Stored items
# # # #

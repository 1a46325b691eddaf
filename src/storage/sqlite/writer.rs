//! Transactional [`AssetWriter`] over one `SQLite` transaction.

use crate::identity::{IdentityKey, KeyPart};
use crate::models::{AssetContent, AssetId, ExecutionId, RelationType};
use crate::services::{AssetWriter, Insertion, Lookup};
use crate::{Error, OperationContext, Result};
use chrono::Utc;
use lru::LruCache;
use rusqlite::types::Value;
use rusqlite::{OptionalExtension, Transaction, params, params_from_iter};
use std::sync::Mutex;

use super::connection::acquire_lock;

/// Shared identity cache: identity key to committed asset id.
pub type IdentityCache = Mutex<LruCache<IdentityKey, AssetId>>;

/// Writes through an open `BEGIN IMMEDIATE` transaction.
///
/// Identities resolved or created here are collected and only published to
/// the cache by the store after a successful commit.
pub struct SqliteWriter<'a> {
    tx: &'a Transaction<'a>,
    context: &'a OperationContext,
    source: &'a str,
    cache: Option<&'a IdentityCache>,
    resolved: Vec<(IdentityKey, AssetId)>,
}

impl<'a> SqliteWriter<'a> {
    /// Creates a writer over `tx` logging discoveries under `source`.
    pub const fn new(
        tx: &'a Transaction<'a>,
        context: &'a OperationContext,
        source: &'a str,
        cache: Option<&'a IdentityCache>,
    ) -> Self {
        Self {
            tx,
            context,
            source,
            cache,
            resolved: Vec::new(),
        }
    }

    /// Identities this writer saw, for publication after commit.
    pub fn into_resolved(self) -> Vec<(IdentityKey, AssetId)> {
        self.resolved
    }

    fn cached(&self, key: &IdentityKey) -> Option<AssetId> {
        self.cache
            .and_then(|cache| acquire_lock(cache, "identity_cache").get(key).copied())
    }

    fn evict(&self, key: &IdentityKey) {
        if let Some(cache) = self.cache {
            acquire_lock(cache, "identity_cache").pop(key);
        }
    }

    /// Whether `id` is still a committed row. Ids are never reused, so a
    /// present row still carries the identity it was cached under.
    fn asset_exists(&self, id: AssetId) -> Result<bool> {
        self.tx
            .prepare_cached("SELECT 1 FROM assets WHERE id = ?1")
            .and_then(|mut stmt| stmt.exists([id.get()]))
            .map_err(|e| Error::backend(format!("check_asset {id}"), e))
    }
}

/// `SELECT id` by identity key, with the type literal inlined so `SQLite`
/// can match the partial identity index of that type.
pub fn identity_query(key: &IdentityKey) -> (String, Vec<Value>) {
    let mut sql = format!(
        "SELECT id FROM assets WHERE type = '{}'",
        key.asset_type().as_str()
    );
    let mut values = Vec::with_capacity(key.parts().len());
    for (i, (field, part)) in key.parts().iter().enumerate() {
        sql.push_str(&format!(
            " AND json_extract(content, '$.{field}') = ?{}",
            i + 1
        ));
        values.push(match part {
            KeyPart::Text(s) => Value::Text(s.clone()),
            KeyPart::Int(n) => Value::Integer(*n),
        });
    }
    (sql, values)
}

impl AssetWriter for SqliteWriter<'_> {
    fn context(&self) -> &OperationContext {
        self.context
    }

    fn lookup(&mut self, key: &IdentityKey) -> Result<Lookup> {
        if let Some(id) = self.cached(key) {
            if self.asset_exists(id)? {
                return Ok(Lookup::Found(id));
            }
            // Deleted by another store on the same file.
            tracing::debug!(key = %key, asset_id = %id, "Evicting stale identity");
            self.evict(key);
        }

        let (sql, values) = identity_query(key);
        let found = self
            .tx
            .prepare_cached(&sql)
            .and_then(|mut stmt| {
                stmt.query_row(params_from_iter(values), |row| row.get::<_, i64>(0))
                    .optional()
            })
            .map_err(|e| Error::backend(format!("lookup_asset {key}"), e))?;

        Ok(match found {
            Some(id) => {
                let id = AssetId::new(id);
                self.resolved.push((key.clone(), id));
                Lookup::Found(id)
            },
            None => Lookup::Absent,
        })
    }

    fn insert_if_absent(&mut self, content: &AssetContent) -> Result<Insertion> {
        let inserted = self
            .tx
            .prepare_cached(
                "INSERT INTO assets (created_at, type, content) VALUES (?1, ?2, ?3)
                 ON CONFLICT DO NOTHING RETURNING id",
            )
            .and_then(|mut stmt| {
                stmt.query_row(
                    params![
                        Utc::now(),
                        content.asset_type().as_str(),
                        content.to_json().to_string()
                    ],
                    |row| row.get::<_, i64>(0),
                )
                .optional()
            })
            .map_err(|e| Error::backend(format!("insert_asset {content}"), e))?;

        let key = IdentityKey::of(content);
        if let Some(id) = inserted {
            let id = AssetId::new(id);
            self.resolved.push((key, id));
            return Ok(Insertion::Inserted(id));
        }

        match self.lookup(&key)? {
            Lookup::Found(id) => Ok(Insertion::Existing(id)),
            Lookup::Absent => Err(Error::backend(
                format!("insert_asset {content}"),
                "insert conflicted but no asset matches the identity",
            )),
        }
    }

    fn relate(&mut self, relation: RelationType, from: AssetId, to: AssetId) -> Result<()> {
        self.tx
            .prepare_cached(
                "INSERT INTO relations (created_at, type, from_asset_id, to_asset_id)
                 VALUES (?1, ?2, ?3, ?4) ON CONFLICT DO NOTHING",
            )
            .and_then(|mut stmt| {
                stmt.execute(params![Utc::now(), relation.as_str(), from.get(), to.get()])
            })
            .map_err(|e| Error::backend(format!("insert_relation {relation} {from}->{to}"), e))?;
        Ok(())
    }

    fn log_discovery(&mut self, execution: ExecutionId, asset: AssetId) -> Result<()> {
        self.tx
            .prepare_cached(
                "INSERT INTO execution_logs (execution_id, asset_id, source, created_at)
                 VALUES (?1, ?2, ?3, ?4) ON CONFLICT DO NOTHING",
            )
            .and_then(|mut stmt| {
                stmt.execute(params![execution.get(), asset.get(), self.source, Utc::now()])
            })
            .map_err(|e| Error::backend(format!("insert_execution_log {execution}"), e))?;
        Ok(())
    }
}

#[cfg(test)]
mod tests {
    use super::*;
    use crate::identity::normalize;
    use crate::models::AssetType;

    #[test]
    fn test_identity_query_shape() {
        let content = normalize(AssetType::Ip, "192.0.2.7").unwrap();
        let (sql, values) = identity_query(&IdentityKey::of(&content));
        assert_eq!(
            sql,
            "SELECT id FROM assets WHERE type = 'ip' \
             AND json_extract(content, '$.address') = ?1 \
             AND json_extract(content, '$.version') = ?2"
        );
        assert_eq!(
            values,
            vec![
                Value::Text("192.0.2.7".to_string()),
                Value::Text("v4".to_string())
            ]
        );

        let content = normalize(AssetType::AutonomousSystem, "AS64500").unwrap();
        let (_, values) = identity_query(&IdentityKey::of(&content));
        assert_eq!(values, vec![Value::Integer(64500)]);
    }
}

# # # #

Nothing in the entries above may be left out; retype them all exactly.

repository 1a46325b691eddaf
filename src/storage/sqlite/writer.rs
//! Transactional [`AssetWriter`] over one `SQLite` transaction.

use crate::identity::{IdentityKey, KeyPart};
use crate::models::{AssetContent, AssetId, ExecutionId, RelationType};
use crate::services::{AssetWriter, Insertion, Lookup};
use crate::{Error, OperationContext, Result};
use chrono::Utc;
use lru::LruCache;
use rusqlite::types::Value;
use rusqlite::{OptionalExtension, Transaction, params, params_from_iter};
use std::sync::Mutex;

use super::connection::acquire_lock;

/// Shared identity cache: identity key to committed asset id.
pub type IdentityCache = Mutex<LruCache<IdentityKey, AssetId>>;

/// Writes through an open `BEGIN IMMEDIATE` transaction.
///
/// Identities resolved or created here are collected and only published to
/// the cache by the store after a successful commit.
pub struct SqliteWriter<'a> {
    tx: &'a Transaction<'a>,
    context: &'a OperationContext,
    source: &'a str,
    cache: Option<&'a IdentityCache>,
    resolved: Vec<(IdentityKey, AssetId)>,
}

impl<'a> SqliteWriter<'a> {
    /// Creates a writer over `tx` logging discoveries under `source`.
    pub const fn new(
        tx: &'a Transaction<'a>,
        context: &'a OperationContext,
        source: &'a str,
        cache: Option<&'a IdentityCache>,
    ) -> Self {
        Self {
            tx,
            context,
            source,
            cache,
            resolved: Vec::new(),
        }
    }

    /// Identities this writer saw, for publication after commit.
    pub fn into_resolved(self) -> Vec<(IdentityKey, AssetId)> {
        self.resolved
    }

    fn cached(&self, key: &IdentityKey) -> Option<AssetId> {
        self.cache
            .and_then(|cache| acquire_lock(cache, "identity_cache").get(key).copied())
    }

    fn evict(&self, key: &IdentityKey) {
        if let Some(cache) = self.cache {
            acquire_lock(cache, "identity_cache").pop(key);
        }
    }

    /// Whether `id` is still a committed row. Ids are never reused, so a
    /// present row still carries the identity it was cached under.
    fn asset_exists(&self, id: AssetId) -> Result<bool> {
        self.tx
            .prepare_cached("SELECT 1 FROM assets WHERE id = ?1")
            .and_then(|mut stmt| stmt.exists([id.get()]))
            .map_err(|e| Error::backend(format!("check_asset {id}"), e))
    }
}

/// `SELECT id` by identity key, with the type literal inlined so `SQLite`
/// can match the partial identity index of that type.
pub fn identity_query(key: &IdentityKey) -> (String, Vec<Value>) {
    let mut sql = format!(
        "SELECT id FROM assets WHERE type = '{}'",
        key.asset_type().as_str()
    );
    let mut values = Vec::with_capacity(key.parts().len());
    for (i, (field, part)) in key.parts().iter().enumerate() {
        sql.push_str(&format!(
            " AND json_extract(content, '$.{field}') = ?{}",
            i + 1
        ));
        values.push(match part {
            KeyPart::Text(s) => Value::Text(s.clone()),
            KeyPart::Int(n) => Value::Integer(*n),
        });
    }
    (sql, values)
}

impl AssetWriter for SqliteWriter<'_> {
    fn context(&self) -> &OperationContext {
        self.context
    }

    fn lookup(&mut self, key: &IdentityKey) -> Result<Lookup> {
        if let Some(id) = self.cached(key) {
            if self.asset_exists(id)? {
                return Ok(Lookup::Found(id));
            }
            // Deleted by another store on the same file.
            tracing::debug!(key = %key, asset_id = %id, "Evicting stale identity");
            self.evict(key);
        }

        let (sql, values) = identity_query(key);
        let found = self
            .tx
            .prepare_cached(&sql)
            .and_then(|mut stmt| {
                stmt.query_row(params_from_iter(values), |row| row.get::<_, i64>(0))
                    .optional()
            })
            .map_err(|e| Error::backend(format!("lookup_asset {key}"), e))?;

        Ok(match found {
            Some(id) => {
                let id = AssetId::new(id);
                self.resolved.push((key.clone(), id));
                Lookup::Found(id)
            },
            None => Lookup::Absent,
        })
    }

    fn insert_if_absent(&mut self, content: &AssetContent) -> Result<Insertion> {
        let inserted = self
            .tx
            .prepare_cached(
                "INSERT INTO assets (created_at, type, content) VALUES (?1, ?2, ?3)
                 ON CONFLICT DO NOTHING RETURNING id",
            )
            .and_then(|mut stmt| {
                stmt.query_row(
                    params![
                        Utc::now(),
                        content.asset_type().as_str(),
                        content.to_json().to_string()
                    ],
                    |row| row.get::<_, i64>(0),
                )
                .optional()
            })
            .map_err(|e| Error::backend(format!("insert_asset {content}"), e))?;

        let key = IdentityKey::of(content);
        if let Some(id) = inserted {
            let id = AssetId::new(id);
            self.resolved.push((key, id));
            return Ok(Insertion::Inserted(id));
        }

        match self.lookup(&key)? {
            Lookup::Found(id) => Ok(Insertion::Existing(id)),
            Lookup::Absent => Err(Error::backend(
                format!("insert_asset {content}"),
                "insert conflicted but no asset matches the identity",
            )),
        }
    }

    fn relate(&mut self, relation: RelationType, from: AssetId, to: AssetId) -> Result<()> {
        self.tx
            .prepare_cached(
                "INSERT INTO relations (created_at, type, from_asset_id, to_asset_id)
                 VALUES (?1, ?2, ?3, ?4) ON CONFLICT DO NOTHING",
            )
            .and_then(|mut stmt| {
                stmt.execute(params![Utc::now(), relation.as_str(), from.get(), to.get()])
            })
            .map_err(|e| Error::backend(format!("insert_relation {relation} {from}->{to}"), e))?;
        Ok(())
    }

    fn log_discovery(&mut self, execution: ExecutionId, asset: AssetId) -> Result<()> {
        self.tx
            .prepare_cached(
                "INSERT INTO execution_logs (execution_id, asset_id, source, created_at)
                 VALUES (?1, ?2, ?3, ?4) ON CONFLICT DO NOTHING",
            )
            .and_then(|mut stmt| {
                stmt.execute(params![execution.get(), asset.get(), self.source, Utc::now()])
            })
            .map_err(|e| Error::backend(format!("insert_execution_log {execution}"), e))?;
        Ok(())
    }
}

#[cfg(test)]
mod tests {
    use super::*;
    use crate::identity::normalize;
    use crate::models::AssetType;

    #[test]
    fn test_identity_query_shape() {
        let content = normalize(AssetType::Ip, "192.0.2.7").unwrap();
        let (sql, values) = identity_query(&IdentityKey::of(&content));
        assert_eq!(
            sql,
            "SELECT id FROM assets WHERE type = 'ip' \
             AND json_extract(content, '$.address') = ?1 \
             AND json_extract(content, '$.version') = ?2"
        );
        assert_eq!(
            values,
            vec![
                Value::Text("192.0.2.7".to_string()),
                Value::Text("v4".to_string())
            ]
        );

        let content = normalize(AssetType::AutonomousSystem, "AS64500").unwrap();
        let (_, values) = identity_query(&IdentityKey::of(&content));
        assert_eq!(values, vec![Value::Integer(64500)]);
    }
}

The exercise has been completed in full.